Getty, a baritone, sang the title role, a character based on a tragic version of Shakespeare's Falstaff.
A host of Western firms lined up to support the orchestra during three days of black-tie fundraising leading up to the concert. The oil giant Exxon sponsored the gala itself, giving more than $25,000 to the orchestra.
But grand ambitions often fall short in reality, and in this case Getty's composition was not of the same caliber as the disciplined Russian National Orchestra, nor was his dignified but amateur baritone equal to the professional singers who joined him. In the stately, 1,500-seat Great Hall of the Conservatory, he was simply overwhelmed.
As the first of three scenes from "Plump Jack" came to an end, at least 50 members of the audience walked out. Two scenes later, the concert complete, scarcely more than half of the packed hall remained to applaud the performers.
At a wake-like reception afterward, one of the soloists quietly asked, "Tell me, do you think the Russian audience saw this as a rich guy coming in and buying an orchestra to perform his opera?"
He later answered his own question: "I probably would have walked out, too."
"Plump Jack" premiered in San Francisco in 1985, and has only been performed with full orchestra two or three times since. Phrased in dramatic bursts between solos, the opera sounds a bit like the soundtrack to an Alfred Hitchcock thriller. And indeed, Getty confided afterward that he was influenced by "movie music" when he composed the score.
The performance Saturday may have suffered by comparison to the first half of the program, which featured works by Verdi, including scenes from his "Falstaff." The rollicking Verdi opera, based on a comic version of Falstaff drawn from Shakespeare's "Merry Wives of Windsor," was warmly appreciated by the audience.
In contrast, Getty's Falstaff meets an unhappy fate. In a contest of wills with Prince Hal, based on Shakespeare's Henry IV histories, Plump Jack is the loser. He is banished in disgrace for his gluttony and coarse attempts to seduce married women.
This might work were the right man to play the part.
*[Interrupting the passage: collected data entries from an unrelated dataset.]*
//! Service normalization: reject handling, protocol grouping, special-case
//! separation and multiport preparation.

use crate::context::CompilerContext;
use crate::pipeline::Stage;
use crate::rule::PolicyRule;
use crate::stages::MapStage;
use fwforge_model::rules::Action;
use fwforge_model::{ObjectId, ObjectKind};

/// Protocol bucket a service belongs to; one emitted rule carries services
/// of exactly one bucket.
#[derive(Debug, Clone, PartialEq, Eq, PartialOrd, Ord)]
pub(crate) enum ProtoGroup {
    Tcp,
    Udp,
    Icmp,
    Icmp6,
    Ip(u8),
    Custom,
    Tag,
    User,
    Other,
}

pub(crate) fn proto_of(ctx: &CompilerContext, id: ObjectId) -> ProtoGroup {
    match &ctx.store.get(id).kind {
        ObjectKind::TcpService { .. } => ProtoGroup::Tcp,
        ObjectKind::UdpService { .. } => ProtoGroup::Udp,
        ObjectKind::IcmpService { .. } => ProtoGroup::Icmp,
        ObjectKind::Icmp6Service { .. } => ProtoGroup::Icmp6,
        ObjectKind::IpService { protocol } => ProtoGroup::Ip(*protocol),
        ObjectKind::CustomService { .. } => ProtoGroup::Custom,
        ObjectKind::TagService { .. } => ProtoGroup::Tag,
        ObjectKind::UserService { .. } => ProtoGroup::User,
        _ => ProtoGroup::Other,
    }
}

fn tcp_has_flags(ctx: &CompilerContext, id: ObjectId) -> bool {
    matches!(
        &ctx.store.get(id).kind,
        ObjectKind::TcpService { flags_mask, .. } if !flags_mask.is_empty()
    )
}

fn has_src_ports(ctx: &CompilerContext, id: ObjectId) -> bool {
    match &ctx.store.get(id).kind {
        ObjectKind::TcpService { src, .. } | ObjectKind::UdpService { src, .. } => !src.is_any(),
        _ => false,
    }
}

/// Fill `action_on_reject` and split Reject-with-tcp-reset rules whose
/// service list mixes TCP with other protocols.
pub fn reject_split() -> impl Stage<PolicyRule> {
    MapStage::new("reject split", |ctx: &mut CompilerContext, mut rule: PolicyRule, out| {
        if rule.data.action != Action::Reject {
            out.push_back(rule);
            return Ok(());
        }
        let mut aor = rule
            .data
            .options
            .reject_with
            .clone()
            .unwrap_or_else(|| ctx.options.action_on_reject.clone());
        if aor == "tcp-reset" {
            if rule.data.srv.is_any() {
                ctx.diag.warn(
                    &rule.data.label,
                    "reject with tcp-reset needs a TCP service; using icmp-port-unreachable",
                );
                aor = "icmp-port-unreachable".into();
            } else {
                let (tcp, rest): (Vec<ObjectId>, Vec<ObjectId>) = rule
                    .data
                    .srv
                    .items
                    .iter()
                    .copied()
                    .partition(|id| proto_of(ctx, *id) == ProtoGroup::Tcp);
                if !rest.is_empty() {
                    let fallback = if ctx.options.action_on_reject == "tcp-reset" {
                        "icmp-port-unreachable".to_string()
                    } else {
                        ctx.options.action_on_reject.clone()
                    };
                    if !tcp.is_empty() {
                        let mut tcp_rule = rule.clone();
                        tcp_rule.data.srv.items = tcp;
                        tcp_rule.aux.action_on_reject = Some("tcp-reset".into());
                        out.push_back(tcp_rule);
                    }
                    rule.data.srv.items = rest;
                    rule.aux.action_on_reject = Some(fallback);
                    out.push_back(rule);
                    return Ok(());
                }
            }
        }
        rule.aux.action_on_reject = Some(aor);
        out.push_back(rule);
        Ok(())
    })
}

/// One protocol per rule: group the service element by protocol bucket,
/// preserving first-appearance order.
pub fn group_by_protocol() -> impl Stage<PolicyRule> {
    MapStage::new("group services", |ctx: &mut CompilerContext, rule: PolicyRule, out| {
        if rule.data.srv.len() <= 1 {
            out.push_back(rule);
            return Ok(());
        }
        let mut order: Vec<ProtoGroup> = Vec::new();
        let mut buckets: Vec<Vec<ObjectId>> = Vec::new();
        for &id in &rule.data.srv.items {
            let group = proto_of(ctx, id);
            match order.iter().position(|g| *g == group) {
                Some(i) => buckets[i].push(id),
                None => {
                    order.push(group);
                    buckets.push(vec![id]);
                }
            }
        }
        if buckets.len() == 1 {
            out.push_back(rule);
            return Ok(());
        }
        for bucket in buckets {
            let mut copy = rule.clone();
            copy.data.srv.items = bucket;
            out.push_back(copy);
        }
        Ok(())
    })
}

/// Pull services that need their own command out of shared rules: TCP with
/// flag matches, services with source ports, user and custom services.
/// Validates custom services and the unsupported "established" flag, and
/// forces ICMPv6 rules stateless.
pub fn separate_special_services() -> impl Stage<PolicyRule> {
    MapStage::new(
        "separate services",
        |ctx: &mut CompilerContext, mut rule: PolicyRule, out| {
            // ICMPv6 state tracking is unreliable; warn and fix.
            let has_icmp6 = rule
                .data
                .srv
                .items
                .iter()
                .any(|id| proto_of(ctx, *id) == ProtoGroup::Icmp6);
            if has_icmp6 && !rule.data.options.stateless {
                ctx.diag.warn(
                    &rule.data.label,
                    "ICMPv6 rules must be stateless; stateless flag set",
                );
                rule.data.options.stateless = true;
            }

            let items = rule.data.srv.items.clone();
            let mut plain: Vec<ObjectId> = Vec::new();
            let mut specials: Vec<ObjectId> = Vec::new();
            for id in items {
                match &ctx.store.get(id).kind {
                    ObjectKind::TcpService { established, .. } if *established => {
                        ctx.diag.error(
                            &rule.data.label,
                            format!(
                                "service '{}': the \"established\" flag is not supported on iptables",
                                ctx.store.get(id).name
                            ),
                        );
                        plain.push(id);
                    }
                    ObjectKind::CustomService { codes, .. } => {
                        if !codes.contains_key("iptables") {
                            ctx.diag.error(
                                &rule.data.label,
                                format!(
                                    "custom service '{}' has no code for iptables",
                                    ctx.store.get(id).name
                                ),
                            );
                        } else {
                            specials.push(id);
                        }
                    }
                    ObjectKind::UserService { .. } => specials.push(id),
                    _ if tcp_has_flags(ctx, id) || has_src_ports(ctx, id) => specials.push(id),
                    _ => plain.push(id),
                }
            }
            if specials.is_empty() {
                rule.data.srv.items = plain;
                out.push_back(rule);
                return Ok(());
            }
            if !plain.is_empty() {
                let mut main = rule.clone();
                main.data.srv.items = plain;
                out.push_back(main);
            }
            for id in specials {
                let mut special = rule.clone();
                special.data.srv.items = vec![id];
                out.push_back(special);
            }
            Ok(())
        },
    )
}

pub(crate) const MULTIPORT_MAX: usize = 15;

pub(crate) fn multiport_eligible(ctx: &CompilerContext, items: &[ObjectId]) -> bool {
    let first = proto_of(ctx, items[0]);
    if first != ProtoGroup::Tcp && first != ProtoGroup::Udp {
        return false;
    }
    items.iter().all(|id| {
        proto_of(ctx, *id) == first && !tcp_has_flags(ctx, *id) && !has_src_ports(ctx, *id)
    })
}

/// Bundle 2..=15 plain TCP/UDP services into one multiport rule; larger
/// sets split into groups of 15; anything else goes one service per rule.
pub fn prepare_multiport() -> impl Stage<PolicyRule> {
    MapStage::new("prepare multiport", |ctx: &mut CompilerContext, rule: PolicyRule, out| {
        if rule.data.srv.len() <= 1 {
            out.push_back(rule);
            return Ok(());
        }
        if multiport_eligible(ctx, &rule.data.srv.items) {
            for chunk in rule.data.srv.items.chunks(MULTIPORT_MAX) {
                let mut bundle = rule.clone();
                bundle.data.srv.items = chunk.to_vec();
                bundle.aux.multiport = chunk.len() > 1;
                out.push_back(bundle);
            }
        } else {
            for &id in &rule.data.srv.items {
                let mut single = rule.clone();
                single.data.srv.items = vec![id];
                out.push_back(single);
            }
        }
        Ok(())
    })
}

#[cfg(test)]
mod tests {
    use super::*;
    use crate::context::{RuleSetKind, Table};
    use crate::pipeline::PipelineBuilder;
    use crate::stages::InjectRules;
    use fwforge_model::rules::{Direction, PolicyRuleData, RuleElement, RuleOptions};
    use fwforge_model::service::PortRange;
    use fwforge_model::{ObjectStore, TcpFlags};

    fn fixture() -> (ObjectStore, ObjectId) {
        let mut store = ObjectStore::new();
        let fw = store.add(
            None,
            "fw",
            ObjectKind::Firewall {
                platform: "iptables".into(),
                host_os: "linux".into(),
            },
        );
        store.add(Some(fw), "Policy", ObjectKind::PolicyRuleSet(Default::default()));
        (store, fw)
    }

    fn tcp(store: &mut ObjectStore, name: &str, port: u16) -> ObjectId {
        store.add(
            None,
            name,
            ObjectKind::TcpService {
                src: PortRange::any(),
                dst: PortRange::single(port),
                flags_mask: TcpFlags::default(),
                flags_set: TcpFlags::default(),
                established: false,
            },
        )
    }

    fn udp(store: &mut ObjectStore, name: &str, port: u16) -> ObjectId {
        store.add(
            None,
            name,
            ObjectKind::UdpService {
                src: PortRange::any(),
                dst: PortRange::single(port),
            },
        )
    }

    fn ctx_for(store: ObjectStore, fw: ObjectId) -> CompilerContext {
        let set = store.policies_of(fw)[0];
        CompilerContext::new(
            store,
            fw,
            fwforge_model::Family::V4,
            Table::Filter,
            set,
            RuleSetKind::Policy,
        )
    }

    fn rule_with_srv(items: Vec<ObjectId>) -> PolicyRule {
        PolicyRule::from_data(PolicyRuleData {
            src: RuleElement::any(),
            dst: RuleElement::any(),
            srv: RuleElement::of(items),
            itf: RuleElement::any(),
            time: RuleElement::any(),
            direction: Direction::Both,
            action: fwforge_model::Action::Accept,
            options: RuleOptions::default(),
            position: 0,
            label: "rule 0".into(),
            disabled: false,
            comment: String::new(),
        })
    }

    fn run_stage(
        ctx: &mut CompilerContext,
        stage: impl Stage<PolicyRule> + 'static,
        rules: Vec<PolicyRule>,
    ) -> Vec<PolicyRule> {
        PipelineBuilder::new(None)
            .add(InjectRules::new(rules))
            .add(stage)
            .build()
            .run(ctx)
            .unwrap()
    }

    #[test]
    fn mixed_protocols_split_into_groups() {
        let (mut store, fw) = fixture();
        let ssh = tcp(&mut store, "ssh", 22);
        let web = tcp(&mut store, "web", 80);
        let dns = udp(&mut store, "dns", 53);
        let mut ctx = ctx_for(store, fw);
        let got = run_stage(&mut ctx, group_by_protocol(), vec![rule_with_srv(vec![ssh, dns, web])]);
        assert_eq!(got.len(), 2);
        assert_eq!(got[0].data.srv.items, vec![ssh, web]);
        assert_eq!(got[1].data.srv.items, vec![dns]);
    }

    #[test]
    fn multiport_flag_set_for_small_tcp_sets() {
        let (mut store, fw) = fixture();
        let ids: Vec<ObjectId> = [22u16, 80, 443]
            .iter()
            .map(|p| tcp(&mut store, &format!("p{}", p), *p))
            .collect();
        let mut ctx = ctx_for(store, fw);
        let got = run_stage(&mut ctx, prepare_multiport(), vec![rule_with_srv(ids)]);
        assert_eq!(got.len(), 1);
        assert!(got[0].aux.multiport);
        assert_eq!(got[0].data.srv.len(), 3);
    }

    #[test]
    fn large_service_sets_chunk_at_fifteen() {
        let (mut store, fw) = fixture();
        let ids: Vec<ObjectId> = (1u16..=20)
            .map(|p| tcp(&mut store, &format!("p{}", p), p))
            .collect();
        let mut ctx = ctx_for(store, fw);
        let got = run_stage(&mut ctx, prepare_multiport(), vec![rule_with_srv(ids)]);
        assert_eq!(got.len(), 2);
        assert_eq!(got[0].data.srv.len(), 15);
        assert_eq!(got[1].data.srv.len(), 5);
    }

    #[test]
    fn icmp_services_go_one_per_rule() {
        let (mut store, fw) = fixture();
        let a = store.add(None, "echo", ObjectKind::IcmpService { icmp_type: 8, icmp_code: -1 });
        let b = store.add(None, "unreach", ObjectKind::IcmpService { icmp_type: 3, icmp_code: -1 });
        let mut ctx = ctx_for(store, fw);
        let got = run_stage(&mut ctx, prepare_multiport(), vec![rule_with_srv(vec![a, b])]);
        assert_eq!(got.len(), 2);
        assert!(!got[0].aux.multiport);
    }

    #[test]
    fn tcp_with_flags_separated() {
        let (mut store, fw) = fixture();
        let plain = tcp(&mut store, "plain", 80);
        let syn = store.add(
            None,
            "syn-only",
            ObjectKind::TcpService {
                src: PortRange::any(),
                dst: PortRange::single(443),
                flags_mask: TcpFlags(TcpFlags::SYN | TcpFlags::ACK),
                flags_set: TcpFlags(TcpFlags::SYN),
                established: false,
            },
        );
        let mut ctx = ctx_for(store, fw);
        let got = run_stage(
            &mut ctx,
            separate_special_services(),
            vec![rule_with_srv(vec![plain, syn])],
        );
        assert_eq!(got.len(), 2);
        assert_eq!(got[0].data.srv.items, vec![plain]);
        assert_eq!(got[1].data.srv.items, vec![syn]);
    }

    #[test]
    fn reject_with_tcp_reset_splits_on_protocol() {
        let (mut store, fw) = fixture();
        let ssh = tcp(&mut store, "ssh", 22);
        let dns = udp(&mut store, "dns", 53);
        let mut rule = rule_with_srv(vec![ssh, dns]);
        rule.data.action = fwforge_model::Action::Reject;
        rule.data.options.reject_with = Some("tcp-reset".into());
        let mut ctx = ctx_for(store, fw);
        let got = run_stage(&mut ctx, reject_split(), vec![rule]);
        assert_eq!(got.len(), 2);
        assert_eq!(got[0].aux.action_on_reject.as_deref(), Some("tcp-reset"));
        assert_eq!(got[0].data.srv.items, vec![ssh]);
        assert_eq!(
            got[1].aux.action_on_reject.as_deref(),
            Some("icmp-port-unreachable")
        );
        assert_eq!(got[1].data.srv.items, vec![dns]);
    }
}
But unfortunately for verisimilitude, Getty is a tall, angular man who, as Plump Jack, failed to convince.
In program notes, Getty says that the opera is drawn from Shakespearean texts focusing on "the theme of impulse against responsibility." The theme of a playboy who falls victim to his impulses perhaps appealed to Getty, whose father's excesses are well known.
The older Getty built his fortune drilling for Saudi Arabian oil, married five times, and is said to have kept a yacht in California so that he could escape quickly if the Communists took over the United States.
Gordon Getty, by contrast, spent most of his life consumed with music.
The chilly Moscow reception to "Plump Jack" could perhaps have been averted by a professional singer singing the lead and a written, Russian-language explanation of the plot for the audience.
In the end, those who walked out seemed quite offended by this Western charity event -- the opposite of what sponsors like Exxon had intended.